USFM Alignment Code:

\v 1 \zaln-s |x-strong="G39720" x-lemma="Παῦλος" x-morph="Gr,N,,,,,NMS," x-occurrence="1" x-occurrences="1" x-content="Παῦλος"\*\w Paul|x-occurrence="1" x-occurrences="1"\w*\zaln-e\*, \zaln-s |x-strong="G14010" x-lemma="δοῦλος" x-morph="Gr,N,,,,,NMS," x-occurrence="1" x-occurrences="1" x-content="δοῦλος"\*\w a|x-occurrence="1" x-occurrences="1"\w* \w servant|x-occurrence="1" x-occurrences="1"\w*\zaln-e\* \zaln-s |x-strong="G55470" x-lemma="Χριστός" x-morph="Gr,N,,,,,GMS," x-occurrence="1" x-occurrences="1" x-content="Χριστοῦ"\*\w of|x-occurrence="1" x-occurrences="1"\w* \w Christ|x-occurrence="1" x-occurrences="1"\w*\zaln-e\* \zaln-s |x-strong="G24240" x-lemma="Ἰησοῦς" x-morph="Gr,N,,,,,GMS," x-occurrence="1" x-occurrences="1" x-content="Ἰησοῦ"\*\w Jesus|x-occurrence="1" x-occurrences="1"\w*\zaln-e\*

3. Many-to-One: Multiple original words ↔ single gateway word

\zaln-s |x-strong="G1223" x-content="διὰ"\*\zaln-s |x-strong="G5124" x-content="τοῦτο"\*\w therefore\w*\zaln-e\*\zaln-e\*

4. Many-to-Many: Multiple original words ↔ multiple gateway words

\zaln-s |x-strong="G2570" x-content="καλῶς"\*\zaln-s |x-strong="G4160" x-content="ποιεῖς"\*\w do\w* \w good\w*\zaln-e\*\zaln-e\*

Versification Layer

The versification layer defines the standardized chapter and verse numbering system used by a resource, ensuring precise cross-resource references.
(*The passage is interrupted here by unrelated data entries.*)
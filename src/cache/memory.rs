//! In-process cache store.

use std::collections::{HashMap, VecDeque};
use std::sync::Arc;

use tokio::sync::RwLock;

use crate::cache::CacheStore;

/// Cache store that keeps entries in memory.
///
/// Unbounded by default. A bounded cache evicts the oldest inserted key once
/// it is full; overwriting an existing key does not change its position.
/// Clones share the same entries.
///
/// # Example
///
/// ```
/// use post_parser::{CacheStore, MemoryCache};
///
/// # async fn example() {
/// let cache = MemoryCache::bounded(1000);
/// cache.set("12", "<p>rendered</p>".into()).await;
/// assert_eq!(cache.get("12").await.as_deref(), Some("<p>rendered</p>"));
/// # }
/// ```
#[derive(Clone, Default)]
pub struct MemoryCache {
    inner: Arc<RwLock<Entries>>,
}

#[derive(Default)]
struct Entries {
    map: HashMap<String, String>,
    order: VecDeque<String>,
    capacity: Option<usize>,
}

impl MemoryCache {
    /// Create an unbounded cache.
    pub fn new() -> Self {
        Self::default()
    }

    /// Create a cache holding at most `capacity` entries.
    pub fn bounded(capacity: usize) -> Self {
        Self {
            inner: Arc::new(RwLock::new(Entries {
                capacity: Some(capacity),
                ..Entries::default()
            })),
        }
    }

    pub async fn len(&self) -> usize {
        self.inner.read().await.map.len()
    }

    pub async fn is_empty(&self) -> bool {
        self.inner.read().await.map.is_empty()
    }

    /// Drop every entry.
    pub async fn clear(&self) {
        let mut entries = self.inner.write().await;
        entries.map.clear();
        entries.order.clear();
    }
}

impl CacheStore for MemoryCache {
    async fn get(&self, key: &str) -> Option<String> {
        self.inner.read().await.map.get(key).cloned()
    }

    async fn set(&self, key: &str, value: String) {
        let mut entries = self.inner.write().await;
        if entries.capacity == Some(0) {
            return;
        }
        if entries.map.insert(key.to_string(), value).is_some() {
            return;
        }
        entries.order.push_back(key.to_string());

        if let Some(capacity) = entries.capacity {
            while entries.map.len() > capacity {
                let Some(oldest) = entries.order.pop_front() else {
                    break;
                };
                entries.map.remove(&oldest);
                tracing::debug!("Evicted cached content for {oldest}");
            }
        }
    }

    async fn remove(&self, key: &str) {
        let mut entries = self.inner.write().await;
        if entries.map.remove(key).is_some() {
            entries.order.retain(|k| k != key);
        }
    }
}

#[cfg(test)]
mod tests {
    use super::*;

    #[tokio::test]
    async fn set_then_get() {
        let cache = MemoryCache::new();
        assert!(cache.is_empty().await);
        cache.set("1", "one".into()).await;
        assert_eq!(cache.get("1").await.as_deref(), Some("one"));
        assert_eq!(cache.get("2").await, None);
    }

    #[tokio::test]
    async fn set_overwrites() {
        let cache = MemoryCache::new();
        cache.set("1", "old".into()).await;
        cache.set("1", "new".into()).await;
        assert_eq!(cache.get("1").await.as_deref(), Some("new"));
        assert_eq!(cache.len().await, 1);
    }

    #[tokio::test]
    async fn remove_invalidates() {
        let cache = MemoryCache::new();
        cache.set("1", "one".into()).await;
        cache.remove("1").await;
        assert_eq!(cache.get("1").await, None);
        cache.remove("missing").await;
    }

    #[tokio::test]
    async fn bounded_evicts_oldest() {
        let cache = MemoryCache::bounded(2);
        cache.set("a", "1".into()).await;
        cache.set("b", "2".into()).await;
        cache.set("a", "1b".into()).await;
        cache.set("c", "3".into()).await;

        assert_eq!(cache.len().await, 2);
        assert_eq!(cache.get("a").await, None);
        assert_eq!(cache.get("b").await.as_deref(), Some("2"));
        assert_eq!(cache.get("c").await.as_deref(), Some("3"));
    }

    #[tokio::test]
    async fn removed_key_does_not_count_against_capacity() {
        let cache = MemoryCache::bounded(2);
        cache.set("a", "1".into()).await;
        cache.set("b", "2".into()).await;
        cache.remove("a").await;
        cache.set("c", "3".into()).await;

        assert_eq!(cache.get("b").await.as_deref(), Some("2"));
        assert_eq!(cache.get("c").await.as_deref(), Some("3"));
    }

    #[tokio::test]
    async fn zero_capacity_stores_nothing() {
        let cache = MemoryCache::bounded(0);
        cache.set("a", "1".into()).await;
        assert!(cache.is_empty().await);
    }

    #[tokio::test]
    async fn clones_share_entries() {
        let cache = MemoryCache::new();
        let other = cache.clone();
        cache.set("k", "v".into()).await;
        assert_eq!(other.get("k").await.as_deref(), Some("v"));
        other.clear().await;
        assert!(cache.is_empty().await);
    }

    #[tokio::test]
    async fn concurrent_writers_do_not_corrupt() {
        let cache = MemoryCache::new();
        let futs = (0..50).map(|i| {
            let cache = cache.clone();
            async move { cache.set(&format!("k{}", i % 5), format!("v{i}")).await }
        });
        futures::future::join_all(futs).await;
        assert_eq!(cache.len().await, 5);
    }
}
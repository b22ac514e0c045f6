//! Payloads carried through the pipeline.
//!
//! Both payloads keep every field they do not know about in `extra`, so
//! callers can round-trip their full objects through the parser.

use std::fmt;

use serde::{Deserialize, Deserializer, Serialize};
use serde_json::{Map, Value};

use crate::cache::CacheKey;
use crate::error::{PipelineError, Result};

/// Opaque post or user identifier.
///
/// Accepted as a JSON number or string and written back in the same form.
/// `42` and `"42"` share a cache key.
#[derive(Debug, Clone, PartialEq, Eq, Hash, Serialize, Deserialize)]
#[serde(untagged)]
pub enum OwnerId {
    Number(u64),
    Text(String),
}

impl fmt::Display for OwnerId {
    fn fmt(&self, f: &mut fmt::Formatter<'_>) -> fmt::Result {
        match self {
            OwnerId::Number(n) => write!(f, "{n}"),
            OwnerId::Text(s) => f.write_str(s),
        }
    }
}

impl From<u64> for OwnerId {
    fn from(id: u64) -> Self {
        OwnerId::Number(id)
    }
}

impl From<String> for OwnerId {
    fn from(id: String) -> Self {
        OwnerId::Text(id)
    }
}

impl From<&str> for OwnerId {
    fn from(id: &str) -> Self {
        OwnerId::Text(id.to_string())
    }
}

/// A post whose `content` is rendered by [`Parser::parse_post`](crate::Parser::parse_post).
#[derive(Debug, Clone, Default, PartialEq, Serialize, Deserialize)]
pub struct PostData {
    /// Post id. Posts without one are never cached.
    #[serde(default, skip_serializing_if = "Option::is_none")]
    pub pid: Option<OwnerId>,

    /// Post body. An absent or `null` value reads as an empty string.
    #[serde(default, deserialize_with = "string_or_null")]
    pub content: String,

    #[serde(flatten)]
    pub extra: Map<String, Value>,
}

impl PostData {
    pub fn new(pid: Option<u64>, content: impl Into<String>) -> Self {
        Self {
            pid: pid.map(OwnerId::from),
            content: content.into(),
            extra: Map::new(),
        }
    }

    /// Replace the post id, e.g. with a string id from storage.
    pub fn with_pid(mut self, pid: impl Into<OwnerId>) -> Self {
        self.pid = Some(pid.into());
        self
    }

    /// Identity used for content caching.
    pub fn cache_key(&self) -> CacheKey {
        CacheKey::from(self.pid.as_ref())
    }

    /// Decode a post from a JSON object.
    ///
    /// Returns [`PipelineError::InvalidInput`] if `value` is not an object or
    /// `content` is neither a string nor `null`.
    pub fn from_value(value: Value) -> Result<Self> {
        if !value.is_object() {
            return Err(PipelineError::InvalidInput(format!(
                "post must be an object, got {value}"
            )));
        }
        serde_json::from_value(value).map_err(|e| PipelineError::InvalidInput(e.to_string()))
    }

    pub fn into_value(self) -> Result<Value> {
        serde_json::to_value(self).map_err(|e| PipelineError::InvalidInput(e.to_string()))
    }
}

/// A user profile whose `signature` is rendered by
/// [`Parser::parse_signature`](crate::Parser::parse_signature).
#[derive(Debug, Clone, Default, PartialEq, Serialize, Deserialize)]
pub struct SignatureData {
    #[serde(default, skip_serializing_if = "Option::is_none")]
    pub uid: Option<OwnerId>,

    #[serde(default, deserialize_with = "string_or_null")]
    pub signature: String,

    #[serde(flatten)]
    pub extra: Map<String, Value>,
}

impl SignatureData {
    pub fn new(uid: Option<u64>, signature: impl Into<String>) -> Self {
        Self {
            uid: uid.map(OwnerId::from),
            signature: signature.into(),
            extra: Map::new(),
        }
    }
}

fn string_or_null<'de, D>(deserializer: D) -> std::result::Result<String, D::Error>
where
    D: Deserializer<'de>,
{
    Ok(Option::<String>::deserialize(deserializer)?.unwrap_or_default())
}
//! Bulk path: scan an SMS export

use std::fs::File;
use std::io::{BufRead, BufReader, BufWriter, Read, Write};
use std::path::Path;

use anyhow::{Context, Result};
use csv::ReaderBuilder;
use paisa_core::{
    BulkScan, CandidateTransaction, Pipeline, RawSms, ScanOptions, ScanReport, ScanSummary,
};
use serde::Deserialize;
use tracing::warn;

use crate::cli::InputFormat;

/// One row of an SMS backup CSV export
#[derive(Debug, Deserialize)]
struct CsvRecord {
    address: String,
    body: String,
    /// Delivery time in millis
    date: i64,
}

pub async fn cmd_scan(
    pipeline: &Pipeline,
    file: &Path,
    format: InputFormat,
    since: Option<i64>,
    output: Option<&Path>,
    show_groups: bool,
) -> Result<()> {
    let format = resolve_format(file, format);
    let input =
        File::open(file).with_context(|| format!("Failed to open file: {}", file.display()))?;
    let messages = read_messages(input, format)?;

    println!(
        "📥 Scanning {} messages from {}...",
        messages.len(),
        file.display()
    );

    let options = ScanOptions {
        since_millis: since,
        ..ScanOptions::from_config(pipeline.config())
    };
    let report = run_scan(pipeline, &messages, options).await;

    print_summary(&report.summary, report.records.len());

    if let Some(path) = output {
        write_jsonl(path, &report.records)?;
        println!(
            "💾 Wrote {} transactions to {}",
            report.records.len(),
            path.display()
        );
    }

    if show_groups {
        if report.groups.is_empty() {
            println!("\nNo merchant grouping suggestions.");
        } else {
            println!("\n🔗 Merchant grouping suggestions:");
            for group in &report.groups {
                println!("   {} ← {}", group.key, group.members.join(", "));
            }
        }
    }

    Ok(())
}

/// Drive the scan, yielding to the runtime every `yield_every` messages
pub async fn run_scan(pipeline: &Pipeline, messages: &[RawSms], options: ScanOptions) -> ScanReport {
    let yield_every = pipeline.config().yield_every;
    let mut scan = BulkScan::new(pipeline, options).with_progress(Box::new(|summary: &ScanSummary| {
        println!(
            "   ... {} processed ({} retained so far)",
            summary.processed,
            summary.successes() - summary.duplicates
        );
    }));

    for (i, sms) in messages.iter().enumerate() {
        scan.push(sms);
        if yield_every > 0 && (i as u64 + 1) % yield_every == 0 {
            tokio::task::yield_now().await;
        }
    }

    scan.finish()
}

pub fn resolve_format(file: &Path, format: InputFormat) -> InputFormat {
    match format {
        InputFormat::Auto => {
            let is_csv = file
                .extension()
                .and_then(|e| e.to_str())
                .is_some_and(|e| e.eq_ignore_ascii_case("csv"));
            if is_csv {
                InputFormat::Csv
            } else {
                InputFormat::Jsonl
            }
        }
        other => other,
    }
}

/// Read messages; malformed rows are logged and skipped
pub fn read_messages<R: Read>(reader: R, format: InputFormat) -> Result<Vec<RawSms>> {
    match format {
        InputFormat::Csv => read_csv(reader),
        InputFormat::Jsonl | InputFormat::Auto => read_jsonl(reader),
    }
}

fn read_csv<R: Read>(reader: R) -> Result<Vec<RawSms>> {
    let mut rdr = ReaderBuilder::new()
        .has_headers(true)
        .flexible(true)
        .trim(csv::Trim::Headers)
        .from_reader(reader);

    let mut messages = Vec::new();
    for (row, result) in rdr.deserialize::<CsvRecord>().enumerate() {
        match result {
            Ok(record) => messages.push(RawSms::new(record.address, record.body, record.date)),
            Err(e) => warn!("Skipping CSV row {}: {}", row + 2, e),
        }
    }
    Ok(messages)
}

fn read_jsonl<R: Read>(reader: R) -> Result<Vec<RawSms>> {
    let mut messages = Vec::new();
    for (idx, line) in BufReader::new(reader).lines().enumerate() {
        let line = line.context("Failed to read input")?;
        if line.trim().is_empty() {
            continue;
        }
        match serde_json::from_str::<RawSms>(&line) {
            Ok(sms) => messages.push(sms),
            Err(e) => warn!("Skipping line {}: {}", idx + 1, e),
        }
    }
    Ok(messages)
}

pub fn write_jsonl(path: &Path, records: &[CandidateTransaction]) -> Result<()> {
    let file =
        File::create(path).with_context(|| format!("Failed to create {}", path.display()))?;
    let mut writer = BufWriter::new(file);
    for record in records {
        serde_json::to_writer(&mut writer, record)?;
        writer.write_all(b"\n")?;
    }
    writer.flush()?;
    Ok(())
}

fn print_summary(summary: &ScanSummary, retained: usize) {
    println!("\n📊 Scan summary");
    println!("   Processed:     {}", summary.processed);
    if summary.skipped > 0 {
        println!("   Skipped:       {} (before sync cursor)", summary.skipped);
    }
    println!("   ✅ Accepted:    {}", summary.accepted);
    println!("   👀 Monitored:   {}", summary.monitored);
    println!("   📝 Review:      {}", summary.needs_review);
    println!("   🔁 Duplicates:  {}", summary.duplicates);
    println!("   🚫 Rejected:    {}", summary.rejected_total());
    for (reason, count) in &summary.rejected {
        println!("      {:<22} {}", reason.as_str(), count);
    }
    println!("   Retained:      {}", retained);
    if let Some(cursor) = summary.last_timestamp {
        println!("   Sync cursor:   {} (pass --since {} next time)", cursor, cursor);
    }
}
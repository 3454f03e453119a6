//! Merchant name canonicalization
//!
//! `normalize_merchant` produces the identity key used for aggregation and
//! deduplication. `grouping_key` is a more aggressive variant that also drops
//! city names; it only feeds grouping suggestions and never replaces the
//! identity key, since distinct merchants in the same city would otherwise merge.

use std::collections::{BTreeMap, BTreeSet};

use once_cell::sync::Lazy;
use regex::Regex;
use serde::Serialize;

/// Trailing order/payment markers: "SWIGGY*ORDER9182" -> "SWIGGY"
static MARKER_SUFFIX: Lazy<Regex> = Lazy::new(|| {
    Regex::new(r"\s*\*\s*(?:ORDER|PAYMENT|TXN|TRANSACTION).*$").expect("valid regex")
});

/// Trailing store/terminal numbers: "H-E-B #123" -> "H-E-B"
static HASH_SUFFIX: Lazy<Regex> = Lazy::new(|| Regex::new(r"\s*#\d.*$").expect("valid regex"));

/// Trailing UPI handles: "SWIGGY@AXISBANK" -> "SWIGGY"
static HANDLE_SUFFIX: Lazy<Regex> = Lazy::new(|| Regex::new(r"\s*@\S.*$").expect("valid regex"));

/// Runs of separators and everything after: "ZOMATO--BLR" -> "ZOMATO"
static SEPARATOR_RUN: Lazy<Regex> = Lazy::new(|| Regex::new(r"\s*[-_]{2,}.*$").expect("valid regex"));

static CORPORATE_SUFFIX: Lazy<Regex> = Lazy::new(|| {
    Regex::new(
        r"\s+(?:PVT\.?\s*LTD|PRIVATE\s+LIMITED|LTD|LIMITED|LLC|INC|CORP)\.?$",
    )
    .expect("valid regex")
});

/// Cities stripped by `grouping_key` only
const KNOWN_CITIES: &[&str] = &[
    "NEW DELHI",
    "NAVI MUMBAI",
    "BANGALORE",
    "BENGALURU",
    "MUMBAI",
    "DELHI",
    "GURGAON",
    "GURUGRAM",
    "NOIDA",
    "CHENNAI",
    "HYDERABAD",
    "KOLKATA",
    "PUNE",
    "AHMEDABAD",
    "JAIPUR",
    "LUCKNOW",
    "KOCHI",
    "CHANDIGARH",
    "INDORE",
    "BHOPAL",
    "IND",
    "IN",
];

/// Canonical merchant identity for a raw merchant string
///
/// Steps run in a fixed order: uppercase, collapse whitespace, strip order
/// markers, `#<digits>` tails, `@handle` tails, separator runs, corporate
/// suffixes, trim. The function is pure and idempotent.
pub fn normalize_merchant(raw: &str) -> String {
    let collapsed = raw.to_uppercase().split_whitespace().collect::<Vec<_>>().join(" ");

    let mut name = MARKER_SUFFIX.replace(&collapsed, "").into_owned();
    name = HASH_SUFFIX.replace(&name, "").into_owned();
    name = HANDLE_SUFFIX.replace(&name, "").into_owned();
    name = SEPARATOR_RUN.replace(&name, "").into_owned();

    // "ACME INDIA PVT LTD INC" needs more than one pass
    loop {
        let stripped = CORPORATE_SUFFIX.replace(&name, "");
        if stripped.len() == name.len() {
            break;
        }
        name = stripped.into_owned();
    }

    let name = name.trim();
    if name.is_empty() {
        collapsed
    } else {
        name.to_string()
    }
}

/// Aggressive key for grouping suggestions: normalized name without city names
pub fn grouping_key(raw: &str) -> String {
    let normalized = normalize_merchant(raw);
    let mut words: Vec<&str> = normalized.split(' ').collect();

    // Strip trailing city names, longest first so "NEW DELHI" beats "DELHI"
    let mut changed = true;
    while changed && words.len() > 1 {
        changed = false;
        for city in KNOWN_CITIES {
            let city_words: Vec<&str> = city.split(' ').collect();
            if words.len() > city_words.len() && words.ends_with(&city_words) {
                words.truncate(words.len() - city_words.len());
                changed = true;
                break;
            }
        }
    }

    words.join(" ")
}

/// Explicit alias: normalized names matching `pattern` belong to `canonical`
#[derive(Debug, Clone)]
pub struct MerchantAlias {
    pub pattern: Regex,
    pub canonical: String,
}

impl MerchantAlias {
    pub fn matches(&self, normalized: &str) -> bool {
        self.pattern.is_match(normalized)
    }
}

/// Suggested merger of distinct normalized merchant names
#[derive(Debug, Clone, PartialEq, Eq, Serialize)]
pub struct GroupSuggestion {
    pub key: String,
    pub members: Vec<String>,
}

/// Collects normalized merchant names and proposes groupings
#[derive(Debug, Default)]
pub struct MerchantGrouper {
    aliases: Vec<MerchantAlias>,
    groups: BTreeMap<String, BTreeSet<String>>,
}

impl MerchantGrouper {
    pub fn new(aliases: Vec<MerchantAlias>) -> Self {
        Self {
            aliases,
            groups: BTreeMap::new(),
        }
    }

    /// Record a merchant; accepts raw or already-normalized names
    pub fn add(&mut self, merchant: &str) {
        let normalized = normalize_merchant(merchant);
        let key = self.key_for(&normalized);
        self.groups.entry(key).or_default().insert(normalized);
    }

    fn key_for(&self, normalized: &str) -> String {
        self.aliases
            .iter()
            .find(|alias| alias.matches(normalized))
            .map(|alias| alias.canonical.clone())
            .unwrap_or_else(|| grouping_key(normalized))
    }

    /// Groups with at least two distinct normalized names, ordered by key
    pub fn suggestions(&self) -> Vec<GroupSuggestion> {
        self.groups
            .iter()
            .filter(|(_, members)| members.len() > 1)
            .map(|(key, members)| GroupSuggestion {
                key: key.clone(),
                members: members.iter().cloned().collect(),
            })
            .collect()
    }
}

#[cfg(test)]
mod tests {
    use super::*;

    #[test]
    fn test_normalize_order_marker() {
        assert_eq!(normalize_merchant("SWIGGY*ORDER9182"), "SWIGGY");
        assert_eq!(normalize_merchant("Zomato*Payment 55"), "ZOMATO");
        assert_eq!(normalize_merchant("UBER * TXN 991"), "UBER");
    }

    #[test]
    fn test_normalize_collapses_whitespace() {
        assert_eq!(normalize_merchant("Swiggy   Bangalore"), "SWIGGY BANGALORE");
        assert_eq!(normalize_merchant("  big\tbasket  "), "BIG BASKET");
    }

    #[test]
    fn test_normalize_hash_handle_and_separators() {
        assert_eq!(normalize_merchant("DMART #0042 THANE"), "DMART");
        assert_eq!(normalize_merchant("swiggy@axisbank"), "SWIGGY");
        assert_eq!(normalize_merchant("ZOMATO--BLR--991"), "ZOMATO");
        assert_eq!(normalize_merchant("BOOKMYSHOW__WEB"), "BOOKMYSHOW");
    }

    #[test]
    fn test_normalize_corporate_suffixes() {
        assert_eq!(normalize_merchant("Reliance Retail Ltd"), "RELIANCE RETAIL");
        assert_eq!(normalize_merchant("ACME INDIA PVT LTD"), "ACME INDIA");
        assert_eq!(normalize_merchant("Acme Private Limited"), "ACME");
        assert_eq!(normalize_merchant("Stripe Inc."), "STRIPE");
        assert_eq!(normalize_merchant("FOO LLC CORP"), "FOO");
    }

    #[test]
    fn test_normalize_never_empty() {
        assert_eq!(normalize_merchant("@paytm"), "@PAYTM");
        assert_eq!(normalize_merchant("LTD"), "LTD");
    }

    #[test]
    fn test_normalize_idempotent() {
        let samples = [
            "SWIGGY*ORDER9182",
            "Swiggy   Bangalore",
            "ACME INDIA PVT LTD LTD",
            "@paytm",
            "dmart #12 ltd",
            "FOO -- BAR LTD",
            "Café Coffee Day",
            "",
        ];
        for raw in samples {
            let once = normalize_merchant(raw);
            assert_eq!(normalize_merchant(&once), once, "not idempotent for {raw:?}");
        }
    }

    #[test]
    fn test_grouping_key_strips_cities() {
        assert_eq!(grouping_key("Swiggy   Bangalore"), "SWIGGY");
        assert_eq!(grouping_key("SWIGGY*ORDER9182"), "SWIGGY");
        assert_eq!(grouping_key("Haldiram New Delhi"), "HALDIRAM");
        // A bare city name is kept rather than emptied
        assert_eq!(grouping_key("Bangalore"), "BANGALORE");
    }

    #[test]
    fn test_grouping_does_not_change_identity() {
        assert_ne!(
            normalize_merchant("Swiggy Bangalore"),
            normalize_merchant("Swiggy Mumbai")
        );
        assert_eq!(grouping_key("Swiggy Bangalore"), grouping_key("Swiggy Mumbai"));
    }

    #[test]
    fn test_grouper_suggestions() {
        let aliases = vec![MerchantAlias {
            pattern: Regex::new(r"^(?:AMZN|AMAZON\S*)\b").unwrap(),
            canonical: "AMAZON".to_string(),
        }];
        let mut grouper = MerchantGrouper::new(aliases);
        grouper.add("Swiggy Bangalore");
        grouper.add("SWIGGY MUMBAI");
        grouper.add("SWIGGY*ORDER9182");
        grouper.add("AMZN Mktp");
        grouper.add("Amazon.in");
        grouper.add("DMART");

        let suggestions = grouper.suggestions();
        assert_eq!(suggestions.len(), 2);
        assert_eq!(suggestions[0].key, "AMAZON");
        assert_eq!(suggestions[0].members, vec!["AMAZON.IN", "AMZN MKTP"]);
        assert_eq!(suggestions[1].key, "SWIGGY");
        assert_eq!(
            suggestions[1].members,
            vec!["SWIGGY", "SWIGGY BANGALORE", "SWIGGY MUMBAI"]
        );
    }
}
Different Bible traditions use different versification schemes (e.g., KJV, RSV, Vulgate), which can vary in verse counts and numbering. The versification system is declared in the resource container's manifest file, allowing tools to properly align references when working with resources that may use different versification schemes.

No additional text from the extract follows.